Ce que je trouve de particulièrement réussi dans le film, c’est que les scènes où je suis censé avoir 20 ans sont racontées en voix off. Alors oui, il y a du maquillage, des filtres, etc., mais on voit bien que je n’ai pas 20 ans. Ce qui fait tout passer, c’est que la voix off est une voix du souvenir. J’adore cette phrase écrite par les Larrieu : “J’avais vingt ans et je ne sais plus trop à quoi je ressemblais.” Ça crée une sorte de contrat, une convention avec le spectateur.
Comment les définiriez-vous, les fameux frères Larrieu ?
Ce sont des intellectuels sans esbroufe, sans papier cadeau, les Larrieu. Je suis très touché par leur sincérité, leur projet, sur ce qu’ils sont, voilà. Ensuite, j’avais un peu peur d’aborder un cinéma de mots, d’écriture. Je savais qu’ils tiennent beaucoup au respect du texte. Pour eux, l’impro est un concept qui n’existe pas (sauf quand les bébés parlent, bien sûr).
Pourquoi pensiez-vous vous ne pas pouvoir faire partie de leur cinéma ?
J’avais peut-être un a priori sur ce cinéma de mots, de situations qui ne m’étaient pas tout le temps offertes. Je pensais ne pas faire partie de leur famille d’acteurs, parce que je savais qu’ils étaient souvent fidèles aux mêmes. Et finalement, c’est l’une de mes plus belles expériences de cinéma, enrichissante intellectuellement. Et puis, ils ont un sens de la nuance que j’aime. C’est un film qui n’est pas manichéen.
Vous n’avez jamais pris de cours. Vous êtes un acteur autodidacte…
Non, je suis un acteur laborieux ! (rire) Je suis venu très tard au cinéma. Jusqu’à mes 25-26 ans, j’ai fait beaucoup de petits boulots. Ça me faisait du bien, me réparait le corps et l’esprit, m’évadait, me faisait rêver. Dès l’enfance. Je regardais souvent des films avec mon père, quand il sortait du boulot et moi de l’école, vers 17 h-18 h, des films qu’on avait enregistrés la veille, et on partageait ça, quasiment tous les jours ! Mon père m’a transmis l’idée de l’importance de la culture, alors que c’était un ouvrier. Ce n’est pas parce qu’on vient d’un milieu populaire qu’il n’y a pas de la culture.

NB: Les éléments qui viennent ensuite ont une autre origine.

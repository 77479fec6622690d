//! Ports - Interfaces for external collaborators.
//!
//! Following hexagonal architecture, ports define the contracts between
//! the dialog engine and the outside world. Adapters implement these ports.
//!
//! - `TurnContext` - The current inbound message and the output channel
//! - `Recognizer` - Turns raw text into candidate values for prompts
//! - `PromptValidator` - Business rules applied to recognized values
//! - `DialogStateStore` - Load/save of a conversation's dialog stack

mod dialog_state_store;
mod prompt_validator;
mod recognizer;
mod turn_context;

pub use dialog_state_store::{DialogStackSnapshot, DialogStateStore, StateStoreError};
pub use prompt_validator::{FnValidator, PromptValidator};
pub use recognizer::Recognizer;
pub use turn_context::{OutputError, TurnContext};
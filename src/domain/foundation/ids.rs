//! Strongly-typed identifier value objects.

use serde::{Deserialize, Serialize};
use std::borrow::Borrow;
use std::fmt;
use std::str::FromStr;
use uuid::Uuid;

use super::ValidationError;

/// Identity of one conversation whose dialog stack is persisted between turns.
#[derive(Debug, Clone, Copy, PartialEq, Eq, Hash, Serialize, Deserialize)]
#[serde(transparent)]
pub struct ConversationId(Uuid);

impl ConversationId {
    /// Creates a new random ConversationId.
    pub fn new() -> Self {
        Self(Uuid::new_v4())
    }

    /// Creates a ConversationId from an existing UUID.
    pub fn from_uuid(uuid: Uuid) -> Self {
        Self(uuid)
    }

    /// Returns the inner UUID.
    pub fn as_uuid(&self) -> &Uuid {
        &self.0
    }
}

impl Default for ConversationId {
    fn default() -> Self {
        Self::new()
    }
}

impl fmt::Display for ConversationId {
    fn fmt(&self, f: &mut fmt::Formatter<'_>) -> fmt::Result {
        write!(f, "{}", self.0)
    }
}

impl FromStr for ConversationId {
    type Err = uuid::Error;

    fn from_str(s: &str) -> Result<Self, Self::Err> {
        Ok(Self(Uuid::parse_str(s)?))
    }
}

/// Name under which a dialog is registered in a `DialogSet`.
///
/// Dialog ids are chosen by the developer at setup time and are persisted
/// inside every stack frame, so they must be non-empty and free of
/// surrounding whitespace.
#[derive(Debug, Clone, PartialEq, Eq, Hash, PartialOrd, Ord, Serialize, Deserialize)]
#[serde(try_from = "String", into = "String")]
pub struct DialogId(String);

impl DialogId {
    /// Creates a validated dialog id.
    pub fn new(id: impl Into<String>) -> Result<Self, ValidationError> {
        let id = id.into();
        if id.trim().is_empty() {
            return Err(ValidationError::empty_field("dialog_id"));
        }
        if id.trim() != id {
            return Err(ValidationError::invalid_format(
                "dialog_id",
                "must not have leading or trailing whitespace",
            ));
        }
        Ok(Self(id))
    }

    /// Returns the id as a string slice.
    pub fn as_str(&self) -> &str {
        &self.0
    }
}

impl fmt::Display for DialogId {
    fn fmt(&self, f: &mut fmt::Formatter<'_>) -> fmt::Result {
        f.write_str(&self.0)
    }
}

impl FromStr for DialogId {
    type Err = ValidationError;

    fn from_str(s: &str) -> Result<Self, Self::Err> {
        Self::new(s)
    }
}

impl TryFrom<String> for DialogId {
    type Error = ValidationError;

    fn try_from(value: String) -> Result<Self, Self::Error> {
        Self::new(value)
    }
}

impl From<DialogId> for String {
    fn from(id: DialogId) -> Self {
        id.0
    }
}

impl Borrow<str> for DialogId {
    fn borrow(&self) -> &str {
        &self.0
    }
}

impl AsRef<str> for DialogId {
    fn as_ref(&self) -> &str {
        &self.0
    }
}

#[cfg(test)]
mod tests {
    use super::*;

    #[test]
    fn conversation_id_generates_unique_values() {
        let id1 = ConversationId::new();
        let id2 = ConversationId::new();
        assert_ne!(id1, id2);
    }

    #[test]
    fn conversation_id_parses_from_string() {
        let uuid_str = "550e8400-e29b-41d4-a716-446655440000";
        let id: ConversationId = uuid_str.parse().unwrap();
        assert_eq!(id.to_string(), uuid_str);
    }

    #[test]
    fn conversation_id_rejects_garbage() {
        assert!("not-a-uuid".parse::<ConversationId>().is_err());
    }

    #[test]
    fn conversation_id_serializes_as_bare_uuid() {
        let uuid = Uuid::parse_str("550e8400-e29b-41d4-a716-446655440000").unwrap();
        let id = ConversationId::from_uuid(uuid);
        let json = serde_json::to_string(&id).unwrap();
        assert_eq!(json, "\"550e8400-e29b-41d4-a716-446655440000\"");
    }

    #[test]
    fn dialog_id_accepts_plain_names() {
        let id = DialogId::new("agePrompt").unwrap();
        assert_eq!(id.as_str(), "agePrompt");
        assert_eq!(id.to_string(), "agePrompt");
    }

    #[test]
    fn dialog_id_rejects_empty() {
        assert!(matches!(
            DialogId::new("   "),
            Err(ValidationError::EmptyField { .. })
        ));
    }

    #[test]
    fn dialog_id_rejects_padded_names() {
        assert!(matches!(
            DialogId::new(" root"),
            Err(ValidationError::InvalidFormat { .. })
        ));
    }

    #[test]
    fn dialog_id_borrows_as_str_for_lookups() {
        let mut map = std::collections::HashMap::new();
        map.insert(DialogId::new("root").unwrap(), 1);
        assert_eq!(map.get("root"), Some(&1));
    }
}
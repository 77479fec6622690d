//! Logging configuration and subscriber setup

use serde::Deserialize;
use tracing_subscriber::{fmt, EnvFilter};

use super::error::ValidationError;

/// Logging configuration
#[derive(Debug, Clone, Deserialize)]
pub struct LoggingConfig {
    /// `EnvFilter` directive, e.g. `info` or `dialog_runtime=debug`
    #[serde(default = "default_filter")]
    pub filter: String,

    /// Emit JSON lines instead of human-readable output
    #[serde(default)]
    pub json: bool,
}

impl LoggingConfig {
    pub fn validate(&self) -> Result<(), ValidationError> {
        EnvFilter::try_new(&self.filter)
            .map(|_| ())
            .map_err(|e| ValidationError::InvalidLogFilter(e.to_string()))
    }
}

impl Default for LoggingConfig {
    fn default() -> Self {
        Self {
            filter: default_filter(),
            json: false,
        }
    }
}

fn default_filter() -> String {
    "info".to_string()
}

/// Install the global tracing subscriber.
///
/// `RUST_LOG` takes precedence over the configured filter. Calling this
/// again after a subscriber is installed leaves the first one in place.
pub fn init_tracing(config: &LoggingConfig) -> Result<(), ValidationError> {
    let filter = match EnvFilter::try_from_default_env() {
        Ok(filter) => filter,
        Err(_) => EnvFilter::try_new(&config.filter)
            .map_err(|e| ValidationError::InvalidLogFilter(e.to_string()))?,
    };

    #[cfg(not(test))]
    let builder = fmt::Subscriber::builder().with_env_filter(filter);
    // Unit tests route output through libtest capture.
    #[cfg(test)]
    let builder = fmt::Subscriber::builder()
        .with_env_filter(filter)
        .with_test_writer();

    let installed = if config.json {
        builder.json().try_init()
    } else {
        builder.try_init()
    };

    if installed.is_err() {
        tracing::debug!("tracing subscriber already installed");
    }
    Ok(())
}
//! Application handlers.
//!
//! Command handlers that drive dialog stacks on behalf of the host.

pub mod conversation;

pub use conversation::{
    CancelConversationCommand, CancelConversationHandler, ProcessTurnCommand, ProcessTurnError,
    ProcessTurnHandler, ProcessTurnResult, RepromptConversationCommand,
    RepromptConversationHandler,
};
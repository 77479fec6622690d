//! Prompt Validator Port - Business rules applied to recognized input.
//!
//! A validator receives whatever the recognizer produced (possibly nothing)
//! and returns the value the prompt should hand back to its caller, or
//! `None` to reject the reply. A validator may reply to the user itself;
//! when it does, the prompt suppresses its own retry text.

use async_trait::async_trait;
use serde_json::Value;

use super::TurnContext;
use crate::domain::dialog::DialogError;

/// Port for validating recognized prompt input
#[async_trait]
pub trait PromptValidator: Send + Sync {
    /// Validate a recognized value.
    ///
    /// # Returns
    /// `Some(value)` to accept, `None` to reject and re-prompt
    ///
    /// # Errors
    /// Returns `DialogError` if the validator itself failed (for example
    /// while sending a custom rejection message)
    async fn validate(
        &self,
        turn: &dyn TurnContext,
        recognized: Option<Value>,
    ) -> Result<Option<Value>, DialogError>;
}

/// Validator built from a plain closure that never sends output.
pub struct FnValidator<F> {
    check: F,
}

impl<F> FnValidator<F>
where
    F: Fn(Option<Value>) -> Option<Value> + Send + Sync,
{
    /// Wrap a filtering/mapping closure.
    pub fn new(check: F) -> Self {
        Self { check }
    }
}

#[async_trait]
impl<F> PromptValidator for FnValidator<F>
where
    F: Fn(Option<Value>) -> Option<Value> + Send + Sync,
{
    async fn validate(
        &self,
        _turn: &dyn TurnContext,
        recognized: Option<Value>,
    ) -> Result<Option<Value>, DialogError> {
        Ok((self.check)(recognized))
    }
}

#[cfg(test)]
mod tests {
    use super::*;
    use crate::adapters::RecordingTurnContext;
    use serde_json::json;

    fn whole_number_between_1_and_110(value: Option<Value>) -> Option<Value> {
        value
            .and_then(|v| v.as_f64())
            .filter(|n| (1.0..111.0).contains(n))
            .map(|n| json!(n.floor() as i64))
    }

    #[tokio::test]
    async fn test_fn_validator_accepts_and_maps() {
        let turn = RecordingTurnContext::new("35.7");
        let validator = FnValidator::new(whole_number_between_1_and_110);

        let out = validator.validate(&turn, Some(json!(35.7))).await.unwrap();

        assert_eq!(out, Some(json!(35)));
        assert_eq!(turn.sent_count(), 0);
    }

    #[tokio::test]
    async fn test_fn_validator_rejects_missing_value() {
        let turn = RecordingTurnContext::new("abc");
        let validator = FnValidator::new(whole_number_between_1_and_110);

        let out = validator.validate(&turn, None).await.unwrap();

        assert_eq!(out, None);
    }
}
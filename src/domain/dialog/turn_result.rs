//! Outcome of driving the dialog stack for one turn.

use serde::{Deserialize, Serialize};
use serde_json::Value;

/// How the stack ended up after a dialog operation.
#[derive(Debug, Clone, Copy, PartialEq, Eq, Hash, Serialize, Deserialize)]
#[serde(rename_all = "snake_case")]
pub enum DialogTurnStatus {
    /// No dialog is running; the host decides whether to begin one.
    Empty,

    /// Output was sent and the active dialog waits for the next message.
    Waiting,

    /// The last frame completed and the stack is now empty.
    Complete,

    /// The stack was unwound by an explicit cancellation.
    Cancelled,
}

/// Status plus the value handed back by a completed dialog.
#[derive(Debug, Clone, PartialEq, Serialize, Deserialize)]
pub struct DialogTurnResult {
    pub status: DialogTurnStatus,
    pub result: Option<Value>,
}

impl DialogTurnResult {
    /// End of turn: the active dialog waits for user input.
    pub fn waiting() -> Self {
        Self {
            status: DialogTurnStatus::Waiting,
            result: None,
        }
    }

    pub fn empty() -> Self {
        Self {
            status: DialogTurnStatus::Empty,
            result: None,
        }
    }

    pub fn cancelled() -> Self {
        Self {
            status: DialogTurnStatus::Cancelled,
            result: None,
        }
    }

    /// Only `DialogContext::end` produces completions, so a dialog can
    /// never report itself complete while its frame is still stacked.
    pub(crate) fn complete(result: Option<Value>) -> Self {
        Self {
            status: DialogTurnStatus::Complete,
            result,
        }
    }

    pub fn is_waiting(&self) -> bool {
        self.status == DialogTurnStatus::Waiting
    }

    pub fn is_complete(&self) -> bool {
        self.status == DialogTurnStatus::Complete
    }
}
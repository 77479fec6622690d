//! Domain layer containing the dialog engine and its primitives.
//!
//! # Module Organization
//!
//! - `foundation` - Shared domain primitives (IDs, timestamps, errors)
//! - `dialog` - Dialog stack, dialogs, prompts and containers

pub mod dialog;
pub mod foundation;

À un moment, je faisais du télémarketing, ce qui est un boulot très fatigant pour le cerveau. Alors j’ai commencé à prendre de cours du soir de théâtre. J’étais nul, mais ça me faisait du bien. Ça me libérait, ça m’amusait. Et puis j’ai travaillé sur Un Prophète de Jacques Audiard, où j’avais un petit rôle… C’est la première fois que je me suis dit : “C’est génial”. Wow ! Un temps vibrant. Je ne savais même pas que ça existait, avant. Les journées passent vite, l’instant devient à la fois éternel et immense d’intensité. Et puis j’ai enchainé.
Avec Bouli Lanners sur Les Géants, Radu Jude sur La Source de femmes, Raphaël Jacoulot sur Coup de chaud, Romain Gavras sur Le monde est à toi, etc. Vous avez déjà une belle filmo…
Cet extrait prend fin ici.